┌────────

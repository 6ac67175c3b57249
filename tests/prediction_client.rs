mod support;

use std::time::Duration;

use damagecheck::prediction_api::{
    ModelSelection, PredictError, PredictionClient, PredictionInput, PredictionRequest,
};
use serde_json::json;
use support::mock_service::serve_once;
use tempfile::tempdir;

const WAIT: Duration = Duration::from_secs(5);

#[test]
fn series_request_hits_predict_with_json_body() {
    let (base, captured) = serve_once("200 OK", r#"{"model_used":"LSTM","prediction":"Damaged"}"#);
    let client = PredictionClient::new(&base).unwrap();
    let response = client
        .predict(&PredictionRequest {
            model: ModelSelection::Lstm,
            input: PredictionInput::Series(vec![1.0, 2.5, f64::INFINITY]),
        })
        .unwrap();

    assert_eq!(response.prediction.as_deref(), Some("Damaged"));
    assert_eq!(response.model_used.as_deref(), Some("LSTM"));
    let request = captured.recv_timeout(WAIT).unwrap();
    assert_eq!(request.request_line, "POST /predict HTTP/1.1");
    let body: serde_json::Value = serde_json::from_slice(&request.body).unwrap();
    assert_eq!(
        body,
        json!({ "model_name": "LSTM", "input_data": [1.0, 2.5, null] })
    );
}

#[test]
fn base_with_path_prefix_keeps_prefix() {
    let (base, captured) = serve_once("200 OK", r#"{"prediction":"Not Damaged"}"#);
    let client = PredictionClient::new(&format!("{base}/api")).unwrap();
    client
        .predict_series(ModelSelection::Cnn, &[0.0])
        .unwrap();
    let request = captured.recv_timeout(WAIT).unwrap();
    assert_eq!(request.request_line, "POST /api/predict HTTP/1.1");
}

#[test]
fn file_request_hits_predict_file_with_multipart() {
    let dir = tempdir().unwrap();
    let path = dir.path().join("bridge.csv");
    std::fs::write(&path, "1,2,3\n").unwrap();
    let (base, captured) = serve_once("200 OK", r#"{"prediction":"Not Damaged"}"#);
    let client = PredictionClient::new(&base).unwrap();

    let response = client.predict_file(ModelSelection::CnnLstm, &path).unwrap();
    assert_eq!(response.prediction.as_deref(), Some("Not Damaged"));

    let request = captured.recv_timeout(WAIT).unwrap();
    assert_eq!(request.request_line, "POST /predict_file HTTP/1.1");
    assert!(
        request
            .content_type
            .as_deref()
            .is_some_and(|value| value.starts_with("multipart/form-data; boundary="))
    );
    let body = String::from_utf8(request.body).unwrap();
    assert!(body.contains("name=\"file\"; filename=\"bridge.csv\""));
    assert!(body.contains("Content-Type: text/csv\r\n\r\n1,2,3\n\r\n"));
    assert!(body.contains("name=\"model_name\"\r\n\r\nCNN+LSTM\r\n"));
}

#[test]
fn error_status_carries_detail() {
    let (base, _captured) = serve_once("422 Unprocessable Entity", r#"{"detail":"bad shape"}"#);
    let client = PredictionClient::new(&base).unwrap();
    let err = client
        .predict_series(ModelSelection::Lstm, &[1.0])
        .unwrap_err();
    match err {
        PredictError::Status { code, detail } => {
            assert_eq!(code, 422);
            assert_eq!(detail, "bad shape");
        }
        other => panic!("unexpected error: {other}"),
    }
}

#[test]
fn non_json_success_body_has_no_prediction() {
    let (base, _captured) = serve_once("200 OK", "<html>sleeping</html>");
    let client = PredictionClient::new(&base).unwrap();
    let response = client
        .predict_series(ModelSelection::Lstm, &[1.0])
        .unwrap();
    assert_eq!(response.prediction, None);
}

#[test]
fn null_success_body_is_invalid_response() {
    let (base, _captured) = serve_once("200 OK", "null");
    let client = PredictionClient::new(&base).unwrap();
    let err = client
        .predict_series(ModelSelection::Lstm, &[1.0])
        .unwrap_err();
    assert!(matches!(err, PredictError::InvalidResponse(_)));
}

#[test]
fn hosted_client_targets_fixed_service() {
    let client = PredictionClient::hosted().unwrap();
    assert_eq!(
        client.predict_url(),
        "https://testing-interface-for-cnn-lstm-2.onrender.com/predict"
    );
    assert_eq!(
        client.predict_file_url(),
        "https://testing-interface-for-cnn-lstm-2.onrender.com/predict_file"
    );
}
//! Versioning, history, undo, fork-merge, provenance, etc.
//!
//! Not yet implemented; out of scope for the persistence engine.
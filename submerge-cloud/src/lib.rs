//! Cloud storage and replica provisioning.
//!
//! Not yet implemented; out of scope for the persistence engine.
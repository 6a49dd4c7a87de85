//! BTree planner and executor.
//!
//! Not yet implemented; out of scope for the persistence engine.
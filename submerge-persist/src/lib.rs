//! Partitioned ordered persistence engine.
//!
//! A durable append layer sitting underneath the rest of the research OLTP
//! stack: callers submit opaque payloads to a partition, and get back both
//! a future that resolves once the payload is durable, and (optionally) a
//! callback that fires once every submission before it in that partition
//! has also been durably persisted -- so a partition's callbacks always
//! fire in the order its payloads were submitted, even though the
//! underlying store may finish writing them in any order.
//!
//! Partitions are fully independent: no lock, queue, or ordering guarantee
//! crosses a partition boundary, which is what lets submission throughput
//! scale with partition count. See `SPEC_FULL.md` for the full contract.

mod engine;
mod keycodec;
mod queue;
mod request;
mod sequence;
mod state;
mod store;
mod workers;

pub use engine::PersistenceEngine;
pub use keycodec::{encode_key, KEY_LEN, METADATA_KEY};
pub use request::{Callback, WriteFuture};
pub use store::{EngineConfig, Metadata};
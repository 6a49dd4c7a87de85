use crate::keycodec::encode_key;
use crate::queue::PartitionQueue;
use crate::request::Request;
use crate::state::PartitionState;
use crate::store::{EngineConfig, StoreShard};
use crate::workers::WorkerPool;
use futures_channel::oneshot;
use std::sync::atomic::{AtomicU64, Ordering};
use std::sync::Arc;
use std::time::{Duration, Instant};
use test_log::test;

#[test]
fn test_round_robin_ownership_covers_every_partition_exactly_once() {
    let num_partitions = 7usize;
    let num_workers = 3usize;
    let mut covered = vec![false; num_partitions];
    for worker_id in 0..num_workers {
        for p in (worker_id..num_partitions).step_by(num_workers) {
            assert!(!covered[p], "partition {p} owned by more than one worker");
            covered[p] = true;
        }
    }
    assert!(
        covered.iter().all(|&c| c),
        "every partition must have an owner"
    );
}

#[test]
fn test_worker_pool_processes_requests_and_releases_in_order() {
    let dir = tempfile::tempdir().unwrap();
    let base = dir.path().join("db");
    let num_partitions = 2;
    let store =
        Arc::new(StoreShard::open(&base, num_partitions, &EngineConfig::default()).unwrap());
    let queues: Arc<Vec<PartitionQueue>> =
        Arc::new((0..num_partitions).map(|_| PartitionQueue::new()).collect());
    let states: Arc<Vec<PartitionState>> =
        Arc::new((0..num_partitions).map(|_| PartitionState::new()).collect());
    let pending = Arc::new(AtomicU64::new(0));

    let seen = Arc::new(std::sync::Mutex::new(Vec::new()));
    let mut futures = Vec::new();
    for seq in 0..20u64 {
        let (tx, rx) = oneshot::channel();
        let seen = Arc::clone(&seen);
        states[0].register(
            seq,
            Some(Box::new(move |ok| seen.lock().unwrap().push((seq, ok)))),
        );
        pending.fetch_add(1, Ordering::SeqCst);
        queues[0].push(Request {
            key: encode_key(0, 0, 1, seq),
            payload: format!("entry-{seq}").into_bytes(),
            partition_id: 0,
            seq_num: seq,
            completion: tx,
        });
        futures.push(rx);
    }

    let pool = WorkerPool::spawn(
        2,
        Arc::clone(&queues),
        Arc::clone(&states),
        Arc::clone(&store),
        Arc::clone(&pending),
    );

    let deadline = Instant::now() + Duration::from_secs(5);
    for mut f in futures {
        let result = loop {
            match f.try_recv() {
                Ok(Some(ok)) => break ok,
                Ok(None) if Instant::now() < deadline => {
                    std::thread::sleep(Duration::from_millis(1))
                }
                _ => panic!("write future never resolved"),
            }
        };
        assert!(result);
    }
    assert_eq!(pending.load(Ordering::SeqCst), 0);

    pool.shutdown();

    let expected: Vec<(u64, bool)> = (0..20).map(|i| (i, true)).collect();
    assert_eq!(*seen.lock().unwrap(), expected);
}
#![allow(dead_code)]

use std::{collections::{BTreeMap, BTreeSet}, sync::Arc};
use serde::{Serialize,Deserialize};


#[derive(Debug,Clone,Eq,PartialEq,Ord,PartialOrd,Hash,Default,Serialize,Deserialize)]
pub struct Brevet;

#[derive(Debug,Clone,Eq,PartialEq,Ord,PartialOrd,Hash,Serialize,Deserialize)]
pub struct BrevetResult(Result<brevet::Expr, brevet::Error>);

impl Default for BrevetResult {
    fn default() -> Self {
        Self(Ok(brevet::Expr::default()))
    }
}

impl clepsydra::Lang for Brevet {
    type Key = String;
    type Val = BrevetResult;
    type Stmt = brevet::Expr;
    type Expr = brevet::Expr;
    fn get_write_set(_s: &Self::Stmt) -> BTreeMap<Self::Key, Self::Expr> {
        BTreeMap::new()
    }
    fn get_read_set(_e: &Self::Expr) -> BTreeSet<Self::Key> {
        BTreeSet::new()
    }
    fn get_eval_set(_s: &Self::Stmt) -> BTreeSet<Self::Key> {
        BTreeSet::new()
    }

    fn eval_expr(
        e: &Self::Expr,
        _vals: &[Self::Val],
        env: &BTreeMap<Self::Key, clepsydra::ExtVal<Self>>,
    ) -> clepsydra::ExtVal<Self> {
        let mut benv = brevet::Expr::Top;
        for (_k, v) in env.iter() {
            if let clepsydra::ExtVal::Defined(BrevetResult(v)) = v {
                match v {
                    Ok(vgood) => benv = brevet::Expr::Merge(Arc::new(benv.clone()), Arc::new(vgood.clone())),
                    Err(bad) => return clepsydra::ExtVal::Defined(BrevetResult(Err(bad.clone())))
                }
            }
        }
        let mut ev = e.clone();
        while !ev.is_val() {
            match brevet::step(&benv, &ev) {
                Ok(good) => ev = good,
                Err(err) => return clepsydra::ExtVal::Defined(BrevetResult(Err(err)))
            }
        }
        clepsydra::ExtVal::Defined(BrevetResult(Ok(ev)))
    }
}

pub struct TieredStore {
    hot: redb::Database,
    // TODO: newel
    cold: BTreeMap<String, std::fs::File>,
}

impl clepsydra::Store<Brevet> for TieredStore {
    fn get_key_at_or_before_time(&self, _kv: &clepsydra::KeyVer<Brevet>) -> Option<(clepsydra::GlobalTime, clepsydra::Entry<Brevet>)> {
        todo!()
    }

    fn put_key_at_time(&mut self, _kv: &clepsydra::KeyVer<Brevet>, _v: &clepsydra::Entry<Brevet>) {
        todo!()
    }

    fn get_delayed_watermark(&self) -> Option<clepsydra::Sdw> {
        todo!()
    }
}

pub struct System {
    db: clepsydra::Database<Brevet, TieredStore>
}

└────────

WORK INSTRUCTION —
For the word "pending", count the lines of the listing above that hold it; the number alone is the answer.

EXERCISE OUTPUT —
4